» **What the exercise asks**
Repeat nothing but the lines below running from the one containing "pub enum EnergyCurve" to the one containing "Weight in [0, 1].". Keep both end lines.

» **Records for this exercise**
use serde::{Deserialize, Serialize};
use std::collections::BTreeMap;
use std::fmt;
use std::path::{Path, PathBuf};

/// Sequencing algorithm kinds. A closed set; external surfaces see the
/// snake_case names.
#[derive(Debug, Clone, Copy, PartialEq, Eq, Serialize, Deserialize)]
#[serde(rename_all = "snake_case")]
pub enum Algorithm {
    Harmonic,
    EnergyFlow,
    MoodProgression,
    BpmTransition,
    KeyProgression,
    HybridSmart,
    Custom,
}

impl Algorithm {
    pub fn as_str(self) -> &'static str {
        match self {
            Algorithm::Harmonic => "harmonic",
            Algorithm::EnergyFlow => "energy_flow",
            Algorithm::MoodProgression => "mood_progression",
            Algorithm::BpmTransition => "bpm_transition",
            Algorithm::KeyProgression => "key_progression",
            Algorithm::HybridSmart => "hybrid_smart",
            Algorithm::Custom => "custom",
        }
    }

    pub fn describe(self) -> &'static str {
        match self {
            Algorithm::Harmonic => "Harmonic transitions over the Camelot wheel",
            Algorithm::EnergyFlow => "Optimized energy arc for natural progression",
            Algorithm::MoodProgression => "Coherent mood transitions",
            Algorithm::BpmTransition => "Smooth BPM transitions for DJ sets",
            Algorithm::KeyProgression => "Key-based progression around the circle of fifths",
            Algorithm::HybridSmart => "Weighted combination of all scoring axes",
            Algorithm::Custom => "Rule-driven filtering and ordering",
        }
    }
}

impl fmt::Display for Algorithm {
    fn fmt(&self, f: &mut fmt::Formatter<'_>) -> fmt::Result {
        f.write_str(self.as_str())
    }
}

#[derive(Debug, Clone, Copy, PartialEq, Eq, Default, Serialize, Deserialize)]
#[serde(rename_all = "snake_case")]
pub enum EnergyCurve {
    #[default]
    GradualBuild,
    PeakValley,
    Steady,
    Custom,
}

#[derive(Debug, Clone, Copy, PartialEq, Eq, Default, Serialize, Deserialize)]
#[serde(rename_all = "snake_case")]
pub enum MoodFlow {
    #[default]
    Coherent,
    Contrasting,
    Mixed,
    Uplifting,
    Building,
    Energetic,
}

/// A weighted, optionally-enabled tuning knob over the optimizer's scoring
/// or filtering behaviour.
#[derive(Debug, Clone, Serialize, Deserialize)]
pub struct Rule {
    pub name: String,
    pub description: String,
    /// Weight in [0, 1].
    pub weight: f64,
    #[serde(default = "enabled_default")]
    pub enabled: bool,
    #[serde(default)]
    pub parameters: BTreeMap<String, serde_json::Value>,
}

fn enabled_default() -> bool {
    true
}

impl Rule {
    pub fn new(name: &str, description: &str, weight: f64) -> Self {
        Self {
            name: name.to_string(),
            description: description.to_string(),
            weight: weight.clamp(0.0, 1.0),
            enabled: true,
            parameters: BTreeMap::new(),
        }
    }

    pub fn with_parameter(mut self, key: &str, value: serde_json::Value) -> Self {
        self.parameters.insert(key.to_string(), value);
        self
    }

    pub(crate) fn name_contains(&self, needle: &str) -> bool {
        self.name.to_lowercase().contains(needle)
    }

    pub(crate) fn mentions(&self, needle: &str) -> bool {
        self.name_contains(needle) || self.description.to_lowercase().contains(needle)
    }
}

/// A named bundle of (algorithm, rules, target curve/flow).
#[derive(Debug, Clone, Serialize, Deserialize)]
pub struct Preset {
    pub name: String,
    pub description: String,
    pub algorithm: Algorithm,
    pub rules: Vec<Rule>,
    #[serde(default)]
    pub target_duration_minutes: Option<u32>,
    #[serde(default)]
    pub energy_curve: EnergyCurve,
    #[serde(default)]
    pub mood_flow: MoodFlow,
    #[serde(default)]
    pub created_at: Option<String>,
}

/// The built-in catalogue of DJ scenarios.
pub fn default_presets() -> Vec<Preset> {
    vec![
        Preset {
            name: "DJ Set - Harmonic Flow".into(),
            description: "Harmonic transitions for professional DJ sets".into(),
            algorithm: Algorithm::Harmonic,
            rules: vec![
                Rule::new("camelot_compatibility", "Prefer harmonically compatible keys", 0.8),
                Rule::new("bpm_transition", "Smooth BPM transitions (±5 BPM)", 0.6),
                Rule::new("energy_flow", "Gradual energy build", 0.4),
                Rule::new("key_progression", "Circle-of-fifths progression", 0.7),
            ],
            target_duration_minutes: None,
            energy_curve: EnergyCurve::GradualBuild,
            mood_flow: MoodFlow::Coherent,
            created_at: None,
        },
        Preset {
            name: "Party Mix - Energy Build".into(),
            description: "Energy-building playlist for parties".into(),
            algorithm: Algorithm::EnergyFlow,
            rules: vec![
                Rule::new("energy_progression", "Continuous energy build", 0.9),
                Rule::new("danceability_priority", "Prefer danceable tracks", 0.8),
                Rule::new("bpm_acceleration", "BPM rises over time", 0.7),
                Rule::new("mood_uplifting", "Prefer a positive mood", 0.6),
            ],
            target_duration_minutes: Some(60),
            energy_curve: EnergyCurve::GradualBuild,
            mood_flow: MoodFlow::Uplifting,
            created_at: None,
        },
        Preset {
            name: "Chill Session".into(),
            description: "Relaxed playlist for quiet moments".into(),
            algorithm: Algorithm::MoodProgression,
            rules: vec![
                Rule::new("low_energy_priority", "Prefer calm tracks", 0.8),
                Rule::new("mood_coherence", "Mood coherence", 0.9),
                Rule::new("tempo_stability", "Stable BPM (±3 BPM)", 0.7),
                Rule::new("valence_consistency", "Consistent valence", 0.6),
            ],
            target_duration_minutes: Some(45),
            energy_curve: EnergyCurve::Steady,
            mood_flow: MoodFlow::Coherent,
            created_at: None,
        },
        Preset {
            name: "Peak Time".into(),
            description: "High-energy playlist for prime time".into(),
            algorithm: Algorithm::HybridSmart,
            rules: vec![
                Rule::new("high_energy_only", "High-energy tracks only", 0.9),
                Rule::new("peak_bpm_range", "BPM 125-135", 0.8),
                Rule::new("crowd_favorites", "Prefer well-known tracks", 0.7),
                Rule::new("harmonic_mixing", "Harmonic transitions", 0.6),
            ],
            target_duration_minutes: Some(90),
            energy_curve: EnergyCurve::PeakValley,
            mood_flow: MoodFlow::Energetic,
            created_at: None,
        },
        Preset {
            name: "Warm-Up Set".into(),
            description: "Gentle opener for club nights".into(),
            algorithm: Algorithm::BpmTransition,
            rules: vec![
                Rule::new("gradual_bpm_increase", "Slow BPM build", 0.8),
                Rule::new("low_to_medium_energy", "From low to medium energy", 0.7),
                Rule::new("mood_transition", "From relaxed to energetic", 0.6),
                Rule::new("harmonic_stability", "Harmonic stability", 0.5),
            ],
            target_duration_minutes: Some(30),
            energy_curve: EnergyCurve::GradualBuild,
            mood_flow: MoodFlow::Building,
            created_at: None,
        },
    ]
}

/// On-disk document for user-defined presets.
#[derive(Debug, Serialize, Deserialize)]
struct CustomPresetFile {
    version: String,
    presets: Vec<Preset>,
}

/// Read-only defaults plus mutable user-defined presets, persisted as a
/// JSON document in the presets directory.
pub struct PresetCatalog {
    defaults: Vec<Preset>,
    custom: Vec<Preset>,
    custom_path: Option<PathBuf>,
}

impl Default for PresetCatalog {
    fn default() -> Self {
        Self::builtin()
    }
}

impl PresetCatalog {
    /// Defaults only, nothing persisted.
    pub fn builtin() -> Self {
        Self {
            defaults: default_presets(),
            custom: Vec::new(),
            custom_path: None,
        }
    }

    /// Defaults plus any custom presets found under `dir`.
    pub fn with_dir(dir: &Path) -> Self {
        let custom_path = dir.join("custom_presets.json");
        let custom = match std::fs::read_to_string(&custom_path) {
            Ok(text) => match serde_json::from_str::<CustomPresetFile>(&text) {
                Ok(file) => file.presets,
                Err(e) => {
                    log::error!("ignoring malformed {}: {e}", custom_path.display());
                    Vec::new()
                }
            },
            Err(_) => Vec::new(),
        };
        Self {
            defaults: default_presets(),
            custom,
            custom_path: Some(custom_path),
        }
    }

    /// Custom presets shadow defaults of the same name.
    pub fn get(&self, name: &str) -> Option<&Preset> {
        self.custom
            .iter()
            .find(|p| p.name == name)
            .or_else(|| self.defaults.iter().find(|p| p.name == name))
    }

    pub fn first_default(&self) -> &Preset {
        &self.defaults[0]
    }

    pub fn all(&self) -> impl Iterator<Item = &Preset> {
        self.defaults.iter().chain(self.custom.iter())
    }

    pub fn is_default(&self, name: &str) -> bool {
        self.defaults.iter().any(|p| p.name == name)
    }

    /// Insert or replace a custom preset by name and persist the catalogue.
    pub fn save_custom(&mut self, mut preset: Preset) -> std::io::Result<()> {
        if preset.created_at.is_none() {
            preset.created_at = Some(chrono::Utc::now().to_rfc3339());
        }
        match self.custom.iter_mut().find(|p| p.name == preset.name) {
            Some(existing) => *existing = preset,
            None => self.custom.push(preset),
        }
        self.persist()
    }

    /// Remove a custom preset by name. Defaults cannot be deleted.
    pub fn delete_custom(&mut self, name: &str) -> std::io::Result<bool> {
        let before = self.custom.len();
        self.custom.retain(|p| p.name != name);
        if self.custom.len() == before {
            return Ok(false);
        }
        self.persist()?;
        Ok(true)
    }

    fn persist(&self) -> std::io::Result<()> {
        let path = match &self.custom_path {
            Some(p) => p,
            None => return Ok(()),
        };
        if let Some(parent) = path.parent() {
            std::fs::create_dir_all(parent)?;
        }
        let doc = CustomPresetFile {
            version: "2.0".to_string(),
            presets: self.custom.clone(),
        };
        let json = serde_json::to_string_pretty(&doc)
            .map_err(|e| std::io::Error::new(std::io::ErrorKind::InvalidData, e))?;
        std::fs::write(path, json)
    }
}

» **Finished exercise**
pub enum EnergyCurve {
    #[default]
    GradualBuild,
    PeakValley,
    Steady,
    Custom,
}

#[derive(Debug, Clone, Copy, PartialEq, Eq, Default, Serialize, Deserialize)]
#[serde(rename_all = "snake_case")]
pub enum MoodFlow {
    #[default]
    Coherent,
    Contrasting,
    Mixed,
    Uplifting,
    Building,
    Energetic,
}

/// A weighted, optionally-enabled tuning knob over the optimizer's scoring
/// or filtering behaviour.
#[derive(Debug, Clone, Serialize, Deserialize)]
pub struct Rule {
    pub name: String,
    pub description: String,
    /// Weight in [0, 1].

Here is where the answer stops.